Phage therapy means using bacteriophage/phages capable of killing the bacterial pathogens, for treating the disease caused by that bacterial pathogen. Using this method of disease treatment has a number of benefits such as particular phage specifically target bacterial pathogen and other bacteria (including beneficial associated microbes) remain unaffected, as density of bacterial pathogen decreases, consequently phage concentration also declines. The same authors have previously reported isolation and characterisation of lytic phages for two bacterial pathogens of corals. This study particularly looked at treatment of white plague-like (WPL) disease in a coral species Favia favus, caused by a bacterium Thalassomonas loyana.
Field experiments were conducted in the Red sea of Eilat, Israel. The study was conducted by injecting phage BA3 (capable of infecting specifically T. loyana) to the treatment which was compared to controls which were without the dose of phage. The experiments were conducted for two times, firstly in 2009 and then in 2011. Corals from these treatments were transferred in aquaria and divided as per their healthy/diseases status. Phage concentration in these aquaria waters was measured by soft agar overlay technique. Coral samples were prepared and used for identification of T. loyana by 16S rRNA gene sequencing.
The authors noted little reduction in the living tissue in the phage treated corals whereas in the non-treated controls, living tissue was significantly reduced along with the mortality of few diseased corals. They also noted that phage treatment also significantly reduced transmission of WPL disease.
If phage therapy is to be operated on a large scale for treating coral diseases, developing a technique for delivering phages to infected corals over a large area, production of sufficient phages for treating large area of a reef and convincing local authorities for safety of this therapy by providing necessary evidence, would be required. Regarding concentration of phages required for treating the disease, authors showed that 103 phage per ml (which is a thousand times higher than their natural abundance in Eilat seawater) is enough to prevent the spread of WPL. Extrapolating these figures, the authors suggested that production of sufficient phages to treat a large area of a reef is possible. Nevertheless, authors did not address issues such as feasibility of phage therapy on reefs, in terms of its costs and effectiveness. Similarly, they did not address any limitations of it. A limitation which I can think of is its applicability to only few bacterial diseases which are caused by a single bacterial pathogen, but what about diseases like black band disease which is caused by a consortium of pathogens?
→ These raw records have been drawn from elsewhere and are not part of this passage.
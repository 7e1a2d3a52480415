//! Min-max normalization of observations.
//!
//! Axes with very different magnitudes (a birth date in seconds next to a
//! height in inches) let the widest axis dominate the squared distance.
//! Normalizing maps each axis onto `[0, 1]` using the minimum and maximum
//! observed in the source.
//!
//! Two flavours are provided:
//!
//! - [`NormalizeAdapter`] — streaming. Captures the per-axis range once, then
//!   normalizes lazily every time the sequence is walked. Supports an optional
//!   per-axis scale and inverts it with [`NormalizeAdapter::denormalize`].
//! - [`normalize_observations`] — eager. Materializes every normalized vector
//!   up front and keeps a handle to the original observation, so clustering
//!   results can be mapped back to domain objects.
//!
//! An axis whose minimum equals its maximum divides by zero and produces
//! non-finite values. Exclude constant axes before normalizing.

mod adapter;
mod eager;

pub use adapter::NormalizeAdapter;
pub use eager::{NormalizedObservation, NormalizedObservations, normalize_observations};
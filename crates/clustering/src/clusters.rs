use std::ops::{Index, IndexMut};

use kmeans_core::{Number, Observation, math};

use crate::Cluster;

/// An ordered collection of clusters.
///
/// Order comes from seeding and only matters for breaking ties, which always
/// go to the lowest index.
#[derive(Debug, Clone, PartialEq)]
pub struct Clusters<T, O> {
    clusters: Vec<Cluster<T, O>>,
}

impl<T, O> Clusters<T, O> {
    /// Returns the number of clusters.
    #[must_use]
    pub fn len(&self) -> usize {
        self.clusters.len()
    }

    /// Returns `true` if there are no clusters.
    #[must_use]
    pub fn is_empty(&self) -> bool {
        self.clusters.is_empty()
    }

    /// Returns the cluster at `index`, if any.
    #[must_use]
    pub fn get(&self, index: usize) -> Option<&Cluster<T, O>> {
        self.clusters.get(index)
    }

    /// Returns an iterator over the clusters.
    pub fn iter(&self) -> std::slice::Iter<'_, Cluster<T, O>> {
        self.clusters.iter()
    }

    /// Returns a mutable iterator over the clusters.
    pub fn iter_mut(&mut self) -> std::slice::IterMut<'_, Cluster<T, O>> {
        self.clusters.iter_mut()
    }
}

impl<T, O> Clusters<T, O>
where
    T: Number,
    O: Observation<T>,
{
    /// Returns the index of the cluster whose center is closest to `point`.
    ///
    /// Ties go to the lowest index. Clusters without a center are skipped;
    /// `None` means no cluster has one.
    pub fn nearest<P>(&self, point: &P) -> Option<usize>
    where
        P: Observation<T> + ?Sized,
    {
        let mut nearest: Option<(usize, f64)> = None;
        for (i, cluster) in self.clusters.iter().enumerate() {
            let Some(center) = cluster.center() else {
                continue;
            };
            let d = math::distance(point, center, cluster.degree());
            if nearest.is_none_or(|(_, closest)| d < closest) {
                nearest = Some((i, d));
            }
        }
        nearest.map(|(i, _)| i)
    }

    /// Returns the next best home for `point`, excluding cluster `from`.
    ///
    /// Clusters are ranked by the average distance from `point` to their
    /// current members, and the winner is returned with that average. An
    /// empty cluster averages to `0.0`. Returns `None` when there is no
    /// cluster other than `from`.
    pub fn neighbor<P>(&self, point: &P, from: usize) -> Option<(usize, f64)>
    where
        P: Observation<T> + ?Sized,
    {
        let mut neighbor: Option<(usize, f64)> = None;
        for (i, cluster) in self.clusters.iter().enumerate() {
            if i == from {
                continue;
            }
            let d = math::average_distance(point, cluster.observations(), cluster.degree());
            if neighbor.is_none_or(|(_, closest)| d < closest) {
                neighbor = Some((i, d));
            }
        }
        neighbor
    }

    /// Appends every observation to its [`nearest`](Self::nearest) cluster.
    ///
    /// Observations are dropped only if no cluster has a center.
    pub fn assign<I>(&mut self, observations: I)
    where
        I: IntoIterator<Item = O>,
    {
        for o in observations {
            if let Some(i) = self.nearest(&o) {
                self.clusters[i].append(o);
            }
        }
    }

    /// Recenters every cluster on the mean of its members.
    pub fn recenter_all(&mut self) {
        self.clusters.iter_mut().for_each(Cluster::recenter);
    }

    /// Clears every cluster's members and center.
    pub fn reset_all(&mut self) {
        self.clusters.iter_mut().for_each(Cluster::reset);
    }

    /// Returns the total of every cluster's [`Cluster::sum_of_distance`].
    ///
    /// This is the score the search minimizes. It is only comparable between
    /// seedings of the same dataset with the same number of clusters.
    #[must_use]
    pub fn sum_cluster_variance(&self) -> f64 {
        self.clusters.iter().map(Cluster::sum_of_distance).sum()
    }

    /// Returns the index of the cluster with the most members.
    #[must_use]
    pub fn largest(&self) -> Option<usize> {
        self.pick_by_len(|candidate, current| candidate > current)
    }

    /// Returns the index of the cluster with the fewest members.
    #[must_use]
    pub fn smallest(&self) -> Option<usize> {
        self.pick_by_len(|candidate, current| candidate < current)
    }

    /// Keeps the first cluster, replacing it only when `better` holds strictly.
    fn pick_by_len(&self, better: impl Fn(usize, usize) -> bool) -> Option<usize> {
        let mut picked: Option<usize> = None;
        for (i, cluster) in self.clusters.iter().enumerate() {
            match picked {
                Some(p) if !better(cluster.len(), self.clusters[p].len()) => {}
                _ => picked = Some(i),
            }
        }
        picked
    }
}

impl<T, O> FromIterator<Cluster<T, O>> for Clusters<T, O> {
    fn from_iter<I: IntoIterator<Item = Cluster<T, O>>>(iter: I) -> Self {
        Self {
            clusters: iter.into_iter().collect(),
        }
    }
}

impl<T, O> From<Vec<Cluster<T, O>>> for Clusters<T, O> {
    fn from(clusters: Vec<Cluster<T, O>>) -> Self {
        Self { clusters }
    }
}

impl<T, O> Index<usize> for Clusters<T, O> {
    type Output = Cluster<T, O>;

    fn index(&self, index: usize) -> &Self::Output {
        &self.clusters[index]
    }
}

impl<T, O> IndexMut<usize> for Clusters<T, O> {
    fn index_mut(&mut self, index: usize) -> &mut Self::Output {
        &mut self.clusters[index]
    }
}

impl<'a, T, O> IntoIterator for &'a Clusters<T, O> {
    type Item = &'a Cluster<T, O>;
    type IntoIter = std::slice::Iter<'a, Cluster<T, O>>;

    fn into_iter(self) -> Self::IntoIter {
        self.clusters.iter()
    }
}

impl<T, O> IntoIterator for Clusters<T, O> {
    type Item = Cluster<T, O>;
    type IntoIter = std::vec::IntoIter<Cluster<T, O>>;

    fn into_iter(self) -> Self::IntoIter {
        self.clusters.into_iter()
    }
}
use crate::Clusters;

/// How candidate seed sets were generated.
#[derive(Debug, Clone, Copy, PartialEq, Eq)]
#[cfg_attr(feature = "serde-derive", derive(serde::Serialize, serde::Deserialize))]
pub enum Strategy {
    /// Every ordered k-permutation of the dataset was tried.
    Exhaustive,

    /// A fixed budget of reservoir samples was tried.
    Randomized,
}

/// Indicates how the search terminated.
#[derive(Debug, Clone, Copy, PartialEq, Eq)]
pub enum Status {
    /// Every candidate was scored.
    Complete,

    /// Stopped early due to an observer action.
    StoppedByObserver,
}

/// The result of a cluster search.
#[derive(Debug, Clone)]
pub struct Solution<T, O> {
    /// Final search status.
    pub status: Status,

    /// How candidates were generated.
    pub strategy: Strategy,

    /// The lowest-variance clustering found.
    pub clusters: Clusters<T, O>,

    /// Total variance of `clusters`.
    pub variance: f64,

    /// Number of candidates scored.
    pub trials: usize,
}
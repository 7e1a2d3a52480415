use std::fmt::Debug;

/// A numeric type usable as an observation value.
///
/// All arithmetic in the engine happens in `f64`. Values are widened with
/// [`Number::to_f64`] and narrowed back with [`Number::from_f64`], which
/// follows the `as` conversion rule: integers truncate toward zero and
/// saturate at their bounds.
pub trait Number: Copy + PartialOrd + Default + Debug {
    /// Widens the value to `f64`.
    fn to_f64(self) -> f64;

    /// Narrows an `f64` into this type.
    fn from_f64(value: f64) -> Self;
}

macro_rules! impl_number {
    ($($t:ty),* $(,)?) => {
        $(
            impl Number for $t {
                #[inline]
                #[allow(clippy::cast_lossless, clippy::cast_precision_loss)]
                fn to_f64(self) -> f64 {
                    self as f64
                }

                #[inline]
                #[allow(
                    clippy::cast_possible_truncation,
                    clippy::cast_sign_loss,
                    clippy::cast_lossless
                )]
                fn from_f64(value: f64) -> Self {
                    value as $t
                }
            }
        )*
    };
}

impl_number!(
    i8, i16, i32, i64, isize, u8, u16, u32, u64, usize, f32, f64,
);
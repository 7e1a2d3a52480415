//! Random seeding of cluster centers.

use kmeans_core::{Error, Number, Observations};
use rand::Rng;

use crate::{Cluster, Clusters};

/// Picks up to `k` observations uniformly at random in a single pass.
///
/// Uses reservoir sampling, so the dataset is walked once and its length need
/// not be known up front. Observations are selected without replacement; when
/// the dataset holds fewer than `k` observations, all of them are returned.
pub fn select_random<'a, T, D, R>(dataset: &'a D, k: usize, rng: &mut R) -> Vec<D::Item<'a>>
where
    T: Number,
    D: Observations<T>,
    R: Rng,
{
    let mut reservoir = Vec::with_capacity(k);
    if k == 0 {
        return reservoir;
    }

    for (seen, o) in dataset.observations().enumerate() {
        if seen < k {
            reservoir.push(o);
        } else {
            let slot = rng.random_range(0..=seen);
            if slot < k {
                reservoir[slot] = o;
            }
        }
    }
    reservoir
}

/// Seeds `k` empty clusters on randomly chosen observations.
///
/// Uses a thread-local random number generator. See [`new_with_rng`] for a
/// reproducible variant.
///
/// # Errors
///
/// Returns [`Error::KMustBeGreaterThanZero`] if `k` is zero, and
/// [`Error::EmptyObservations`] if the dataset has no axes or no observations.
pub fn new<T, D>(k: usize, dataset: &D) -> Result<Clusters<T, D::Item<'_>>, Error>
where
    T: Number,
    D: Observations<T>,
{
    new_with_rng(k, dataset, &mut rand::rng())
}

/// Seeds `k` empty clusters on observations chosen with `rng`.
///
/// Each cluster's center is a copy of its seed and its member list is empty.
/// A dataset with fewer than `k` observations yields one cluster per
/// observation.
///
/// # Errors
///
/// Returns [`Error::KMustBeGreaterThanZero`] if `k` is zero, and
/// [`Error::EmptyObservations`] if the dataset has no axes or no observations.
pub fn new_with_rng<'a, T, D, R>(
    k: usize,
    dataset: &'a D,
    rng: &mut R,
) -> Result<Clusters<T, D::Item<'a>>, Error>
where
    T: Number,
    D: Observations<T>,
    R: Rng,
{
    validate(k, dataset)?;

    let degree = dataset.degree();
    Ok(select_random(dataset, k, rng)
        .iter()
        .map(|seed| Cluster::new(seed, degree))
        .collect())
}

/// Checks the preconditions shared by seeding and searching.
///
/// A dataset without axes is reported before a zero `k`.
pub(crate) fn validate<T, D>(k: usize, dataset: &D) -> Result<(), Error>
where
    T: Number,
    D: Observations<T>,
{
    if dataset.degree() == 0 {
        return Err(Error::EmptyObservations);
    }
    if k == 0 {
        return Err(Error::KMustBeGreaterThanZero);
    }
    if dataset.observations().next().is_none() {
        return Err(Error::EmptyObservations);
    }
    Ok(())
}

#[cfg(test)]
mod tests {
    use super::*;

    use kmeans_core::Dataset;
    use rand::{SeedableRng, rngs::StdRng};

    fn grid() -> Dataset<Vec<f64>> {
        Dataset::from_rows((0..20_i32).map(|i| vec![f64::from(i), f64::from(i * i)]).collect())
    }

    #[test]
    fn selects_k_distinct_observations() {
        let data = grid();
        let mut rng = StdRng::seed_from_u64(7);

        let picked = select_random(&data, 5, &mut rng);

        assert_eq!(picked.len(), 5);
        for (i, a) in picked.iter().enumerate() {
            for b in &picked[i + 1..] {
                assert!(!std::ptr::eq(*a, *b));
            }
        }
    }

    #[test]
    fn selects_everything_from_a_short_dataset() {
        let data = Dataset::from_rows(vec![vec![1.0], vec![2.0]]);
        let mut rng = StdRng::seed_from_u64(1);

        assert_eq!(select_random(&data, 5, &mut rng).len(), 2);
    }

    #[test]
    fn every_observation_can_be_selected() {
        let data = grid();
        let mut rng = StdRng::seed_from_u64(42);
        let mut hits = vec![0_usize; data.len()];

        for _ in 0..2000 {
            for o in select_random(&data, 3, &mut rng) {
                let index = data
                    .iter()
                    .position(|candidate| std::ptr::eq(candidate, o))
                    .unwrap();
                hits[index] += 1;
            }
        }

        // 2000 draws of 3 from 20 puts 300 in each slot on average.
        assert!(hits.iter().all(|&h| h > 150 && h < 450), "{hits:?}");
    }

    #[test]
    fn new_seeds_k_empty_clusters_on_dataset_points() {
        let data = grid();
        let mut rng = StdRng::seed_from_u64(3);

        let clusters = new_with_rng(4, &data, &mut rng).unwrap();

        assert_eq!(clusters.len(), 4);
        for cluster in &clusters {
            assert!(cluster.is_empty());
            let center = cluster.center().unwrap();
            assert!(data.iter().any(|row| row.as_slice() == center));
        }
    }

    #[test]
    fn new_rejects_zero_k() {
        let data = grid();
        assert_eq!(new(0, &data).unwrap_err(), Error::KMustBeGreaterThanZero);
    }

    #[test]
    fn new_rejects_zero_degree() {
        let data = Dataset::new(vec![[0_i32; 0]; 5], 0);
        assert_eq!(new(2, &data).unwrap_err(), Error::EmptyObservations);
    }

    #[test]
    fn zero_degree_outranks_zero_k() {
        let data = Dataset::new(vec![[0_i32; 0]; 3], 0);
        assert_eq!(new(0, &data).unwrap_err(), Error::EmptyObservations);
    }

    #[test]
    fn zero_k_outranks_missing_observations() {
        let data = Dataset::new(Vec::<[f64; 2]>::new(), 2);
        assert_eq!(new(0, &data).unwrap_err(), Error::KMustBeGreaterThanZero);
    }

    #[test]
    fn new_rejects_empty_dataset() {
        let data = Dataset::new(Vec::<[f64; 2]>::new(), 2);
        assert_eq!(new(2, &data).unwrap_err(), Error::EmptyObservations);
    }
}
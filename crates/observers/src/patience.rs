use kmeans_core::Observer;

use crate::traits::{CanStopEarly, HasVariance};

/// Stops the search once `limit` consecutive candidates fail to improve.
///
/// The count resets on every improvement. A `limit` of zero stops after the
/// first candidate.
#[derive(Debug, Clone)]
pub struct Patience {
    limit: usize,
    stale: usize,
}

impl Patience {
    /// Creates an observer that tolerates `limit` non-improving candidates in a row.
    #[must_use]
    pub fn new(limit: usize) -> Self {
        Self { limit, stale: 0 }
    }

    /// Returns the number of non-improving candidates since the last improvement.
    #[must_use]
    pub fn stale(&self) -> usize {
        self.stale
    }
}

impl<E: HasVariance, A: CanStopEarly> Observer<E, A> for Patience {
    fn observe(&mut self, event: &E) -> Option<A> {
        if event.is_improvement() {
            self.stale = 0;
        } else {
            self.stale += 1;
        }
        (self.stale >= self.limit).then(A::stop_early)
    }
}

#[cfg(test)]
mod tests {
    use kmeans_clustering::optimize::{self, Config, Status};
    use kmeans_core::Dataset;
    use rand::{SeedableRng, rngs::StdRng};

    use super::*;
    use crate::traits::fakes::{Stop, events};

    fn run(observer: &mut Patience, variances: &[f64]) -> Option<usize> {
        events(variances)
            .iter()
            .position(|event| Observer::<_, Stop>::observe(&mut *observer, event).is_some())
    }

    #[test]
    fn stops_after_a_stale_run() {
        let mut patience = Patience::new(2);
        assert_eq!(run(&mut patience, &[5.0, 4.0, 4.5, 4.0, 3.0, 9.0]), Some(3));
        assert_eq!(patience.stale(), 2);
    }

    #[test]
    fn improvement_resets_the_count() {
        let mut patience = Patience::new(2);
        assert_eq!(run(&mut patience, &[5.0, 6.0, 4.0, 7.0, 3.0, 8.0]), None);
        assert_eq!(patience.stale(), 1);
    }

    #[test]
    fn zero_limit_stops_immediately() {
        let mut patience = Patience::new(0);
        assert_eq!(run(&mut patience, &[5.0, 4.0]), Some(0));
    }

    #[test]
    fn ends_a_randomized_search() {
        let data = Dataset::new(vec![[0.0], [1.0], [2.0], [10.0], [11.0], [12.0]], 1);
        let mut rng = StdRng::seed_from_u64(7);
        let config = Config::new(1000, 0).unwrap();

        let solution = optimize::optimize(2, &data, &config, &mut rng, Patience::new(5)).unwrap();

        assert_eq!(solution.status, Status::StoppedByObserver);
        assert!(solution.trials < 2000);
        assert!(solution.trials >= 6);
    }
}
//! Shared fixtures for the end-to-end clustering tests.

use jiff::civil::{Date, date};
use kmeans_core::{Observation, Observations};
use serde::{Deserialize, Serialize};

const PEOPLE_JSON: &str = include_str!("../data/people.json");

/// Number of axes on a [`Person`].
pub const PERSON_DEGREE: usize = 4;

/// A person described by birth date, height, weight, and gender.
///
/// Axes, in order: seconds since the Unix epoch at birth, height in inches,
/// weight in pounds, gender (`0` female, `1` male).
#[derive(Debug, Clone, PartialEq, Serialize, Deserialize)]
pub struct Person {
    pub name: String,
    pub birth_date: Date,
    pub height_inches: u32,
    pub weight_lbs: u32,
    pub gender: Gender,
}

#[derive(Debug, Clone, Copy, PartialEq, Eq, Serialize, Deserialize)]
#[serde(rename_all = "lowercase")]
pub enum Gender {
    Female,
    Male,
}

impl Person {
    /// Seconds between the Unix epoch and this person's birth date.
    ///
    /// Computed in `f64` and narrowed once: `f32` keeps about 7 significant
    /// digits, so dates resolve to roughly two minutes. Plenty for ages.
    pub fn born(&self) -> f32 {
        let seconds = self.birth_date.duration_since(date(1970, 1, 1)).as_secs_f64();
        seconds as f32
    }
}

impl Observation<f32> for Person {
    fn value(&self, axis: usize) -> f32 {
        match axis {
            0 => self.born(),
            1 => self.height_inches as f32,
            2 => self.weight_lbs as f32,
            3 => match self.gender {
                Gender::Female => 0.0,
                Gender::Male => 1.0,
            },
            _ => 0.0,
        }
    }
}

/// The people fixture as a clusterable collection.
#[derive(Debug, Clone)]
pub struct People {
    people: Vec<Person>,
}

impl People {
    /// Loads the bundled fixture.
    ///
    /// # Errors
    ///
    /// Returns an error if the bundled JSON does not describe a list of people.
    pub fn load() -> Result<Self, serde_json::Error> {
        Self::from_json(PEOPLE_JSON)
    }

    /// Parses people from a JSON array.
    ///
    /// # Errors
    ///
    /// Returns an error if `json` does not describe a list of people.
    pub fn from_json(json: &str) -> Result<Self, serde_json::Error> {
        Ok(Self {
            people: serde_json::from_str(json)?,
        })
    }

    pub fn len(&self) -> usize {
        self.people.len()
    }

    pub fn is_empty(&self) -> bool {
        self.people.is_empty()
    }

    pub fn as_slice(&self) -> &[Person] {
        &self.people
    }

    /// Finds the first person with `name`.
    pub fn find(&self, name: &str) -> Option<&Person> {
        self.people.iter().find(|person| person.name == name)
    }
}

impl Observations<f32> for People {
    type Item<'a>
        = &'a Person
    where
        Self: 'a;

    fn observations(&self) -> impl Iterator<Item = &Person> {
        self.people.iter()
    }

    fn degree(&self) -> usize {
        PERSON_DEGREE
    }
}
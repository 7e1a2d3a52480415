use kmeans_core::{Error, Number, Observation, Observations, Observer};
use rand::Rng;
use tracing::{debug, warn};

use crate::{Cluster, Clusters, seed};

use super::{
    Action, Config, Event, Solution, Status, Strategy,
    candidates::{Permutations, permutation_count},
    state::{Flow, State},
};

/// Core search implementation shared by the public entry points.
pub(super) fn search<'a, T, D, R, Obs>(
    k: usize,
    dataset: &'a D,
    config: &Config,
    rng: &mut R,
    mut observer: Obs,
) -> Result<Solution<T, D::Item<'a>>, Error>
where
    T: Number,
    D: Observations<T>,
    R: Rng,
    Obs: for<'e> Observer<Event<'e, T, D::Item<'a>>, Action>,
{
    seed::validate(k, dataset)?;

    let plan = choose_plan(k, dataset, config);
    debug!(
        k,
        strategy = ?plan.strategy(),
        candidates = plan.candidates(),
        "starting cluster search"
    );

    let mut state = State::new(plan.strategy());
    let mut status = Status::Complete;

    match plan {
        Plan::Exhaustive { items, k, .. } => {
            for indices in Permutations::new(items.len(), k) {
                let seeds = indices.iter().map(|&i| &items[i]);
                let candidate = assign_from_seeds(dataset, seeds);
                if state.consider(candidate, &mut observer) == Flow::Stop {
                    status = Status::StoppedByObserver;
                    break;
                }
            }
        }
        Plan::Randomized { trials } => {
            for _ in 0..trials {
                let seeds = seed::select_random(dataset, k, rng);
                let candidate = assign_from_seeds(dataset, seeds.iter());
                if state.consider(candidate, &mut observer) == Flow::Stop {
                    status = Status::StoppedByObserver;
                    break;
                }
            }
        }
    }

    let solution = state.into_solution(status)?;
    debug!(
        trials = solution.trials,
        variance = solution.variance,
        status = ?solution.status,
        "cluster search finished"
    );
    Ok(solution)
}

/// Seeds one cluster per seed, then places every observation in one pass.
fn assign_from_seeds<'a, T, D, S, I>(dataset: &'a D, seeds: I) -> Clusters<T, D::Item<'a>>
where
    T: Number,
    D: Observations<T>,
    S: Observation<T>,
    I: IntoIterator<Item = S>,
{
    let degree = dataset.degree();
    let mut clusters: Clusters<T, D::Item<'a>> = seeds
        .into_iter()
        .map(|seed| Cluster::new(&seed, degree))
        .collect();
    clusters.assign(dataset.observations());
    clusters
}

/// Decides between exhaustive and randomized candidate generation.
fn choose_plan<'a, T, D>(k: usize, dataset: &'a D, config: &Config) -> Plan<D::Item<'a>>
where
    T: Number,
    D: Observations<T>,
{
    let randomized = Plan::Randomized {
        trials: config.trials_per_cluster().saturating_mul(k),
    };
    if k >= config.exhaustive_below() {
        return randomized;
    }

    let items: Vec<D::Item<'a>> = dataset.observations().collect();
    let k = k.min(items.len());
    let count = permutation_count(items.len(), k).unwrap_or(usize::MAX);

    match config.max_exhaustive_candidates() {
        Some(limit) if count > limit => {
            warn!(
                count,
                limit,
                "exhaustive cluster search exceeds candidate limit, using random seeds"
            );
            randomized
        }
        _ => Plan::Exhaustive { items, k, count },
    }
}

/// How candidates will be generated for one search.
enum Plan<I> {
    /// Enumerate every ordered `k`-permutation of the materialized dataset.
    Exhaustive { items: Vec<I>, k: usize, count: usize },

    /// Draw `trials` reservoir samples.
    Randomized { trials: usize },
}

impl<I> Plan<I> {
    fn strategy(&self) -> Strategy {
        match self {
            Self::Exhaustive { .. } => Strategy::Exhaustive,
            Self::Randomized { .. } => Strategy::Randomized,
        }
    }

    fn candidates(&self) -> usize {
        match self {
            Self::Exhaustive { count, .. } => *count,
            Self::Randomized { trials } => *trials,
        }
    }
}
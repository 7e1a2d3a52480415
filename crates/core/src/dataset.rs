use crate::{Number, Observation, Observations};

/// An owned set of observations with a fixed degree.
///
/// Iterating a `Dataset` yields references, so clusters built from it borrow
/// the original points rather than copying them.
#[derive(Debug, Clone, PartialEq)]
pub struct Dataset<O> {
    items: Vec<O>,
    degree: usize,
}

impl<O> Dataset<O> {
    /// Creates a dataset from observations that each have `degree` axes.
    #[must_use]
    pub fn new(items: Vec<O>, degree: usize) -> Self {
        Self { items, degree }
    }

    /// Number of values in each observation.
    #[must_use]
    pub fn degree(&self) -> usize {
        self.degree
    }

    /// Returns the observations as a slice.
    #[must_use]
    pub fn as_slice(&self) -> &[O] {
        &self.items
    }

    /// Returns an iterator over the observations.
    pub fn iter(&self) -> std::slice::Iter<'_, O> {
        self.items.iter()
    }

    /// Returns the number of observations.
    #[must_use]
    pub fn len(&self) -> usize {
        self.items.len()
    }

    /// Returns `true` if the dataset has no observations.
    #[must_use]
    pub fn is_empty(&self) -> bool {
        self.items.is_empty()
    }
}

impl<T: Number> Dataset<Vec<T>> {
    /// Creates a dataset from rows of raw values.
    ///
    /// The degree is taken from the first row, or zero when there are no rows.
    #[must_use]
    pub fn from_rows(rows: Vec<Vec<T>>) -> Self {
        let degree = rows.first().map_or(0, Vec::len);
        Self::new(rows, degree)
    }
}

impl<T: Number, O: Observation<T>> Observations<T> for Dataset<O> {
    type Item<'a>
        = &'a O
    where
        Self: 'a;

    fn observations(&self) -> impl Iterator<Item = &O> {
        self.items.iter()
    }

    fn degree(&self) -> usize {
        self.degree
    }
}

impl<O> FromIterator<O> for Dataset<O>
where
    O: AsRef<[f64]>,
{
    /// Collects rows of `f64` values, taking the degree from the first row.
    fn from_iter<I: IntoIterator<Item = O>>(iter: I) -> Self {
        let items: Vec<O> = iter.into_iter().collect();
        let degree = items.first().map_or(0, |row| row.as_ref().len());
        Self::new(items, degree)
    }
}
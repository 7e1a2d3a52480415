use crate::{Number, Observation, Observations};

use super::NormalizeAdapter;

/// A normalized copy of an observation that remembers where it came from.
///
/// `original` is the handle the source yielded. For a borrowed source such as
/// [`Dataset`](crate::Dataset) it is a reference, so the source must outlive
/// every normalized view built from it.
#[derive(Debug, Clone, PartialEq)]
pub struct NormalizedObservation<O> {
    values: Vec<f64>,
    original: O,
}

impl<O> NormalizedObservation<O> {
    /// Returns the normalized values.
    #[must_use]
    pub fn values(&self) -> &[f64] {
        &self.values
    }

    /// Returns the observation this copy was normalized from.
    #[must_use]
    pub fn original(&self) -> &O {
        &self.original
    }
}

impl<O> Observation<f64> for NormalizedObservation<O> {
    #[inline]
    fn value(&self, axis: usize) -> f64 {
        self.values[axis]
    }
}

/// An eagerly normalized set of observations.
#[derive(Debug, Clone, PartialEq)]
pub struct NormalizedObservations<O> {
    items: Vec<NormalizedObservation<O>>,
    degree: usize,
}

impl<O> NormalizedObservations<O> {
    /// Returns an iterator over the normalized observations.
    pub fn iter(&self) -> std::slice::Iter<'_, NormalizedObservation<O>> {
        self.items.iter()
    }

    /// Returns the number of observations.
    #[must_use]
    pub fn len(&self) -> usize {
        self.items.len()
    }

    /// Returns `true` if there are no observations.
    #[must_use]
    pub fn is_empty(&self) -> bool {
        self.items.is_empty()
    }
}

impl<O> Observations<f64> for NormalizedObservations<O> {
    type Item<'a>
        = &'a NormalizedObservation<O>
    where
        Self: 'a;

    fn observations(&self) -> impl Iterator<Item = &NormalizedObservation<O>> {
        self.items.iter()
    }

    fn degree(&self) -> usize {
        self.degree
    }
}

/// Normalizes every observation in `dataset` onto `[0, 1]` per axis.
///
/// Walks the dataset twice: once to capture the per-axis range, once to build
/// the normalized copies. No scale is applied.
pub fn normalize_observations<'a, T, D>(dataset: &'a D) -> NormalizedObservations<D::Item<'a>>
where
    T: Number,
    D: Observations<T>,
{
    let adapter = NormalizeAdapter::new(dataset);
    let items = dataset
        .observations()
        .map(|original| NormalizedObservation {
            values: adapter.normalize(&original),
            original,
        })
        .collect();

    NormalizedObservations {
        items,
        degree: dataset.degree(),
    }
}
This study proves that phage BA3 can be effective against progression and transmission of WPL disease. Interestingly, as BA3 phage can only infect T. loyana; this study also confirms that T. loyana is the causative agent of WPL disease. This discovery led authors to suggest that in nature, phages may be playing a role in making few of the corals naturally resistant to certain bacterial diseases, which I found thought provoking. As authors suggested, perhaps, this is why many times healthy corals are surrounded by diseased corals. Could the phages of Vibrio shiloi have played any role in making the coral Oculina patagonica resistant against V. shiloi? The authors could have discussed this idea of “can phages confer resistance against bacterial pathogens?” in the context of coral probiotic hypothesis and hologenome theory of evolution. The discussion of this paper is very short and I think it is incomplete. I think this is a revolutionary idea that phages could play a role in providing natural resistance to organisms against bacterial diseases. How widely applicable this idea would be? Could we link it to natural resistance of few individuals to a bacterial disease epidemic of humans and other animals?
Atad, I., Zvuloni, A., Loya, Y., & Rosenberg, E. (2012). Phage therapy of the white plague-like disease of Favia favus in the Red Sea. Coral reefs, 31(3), 665-670.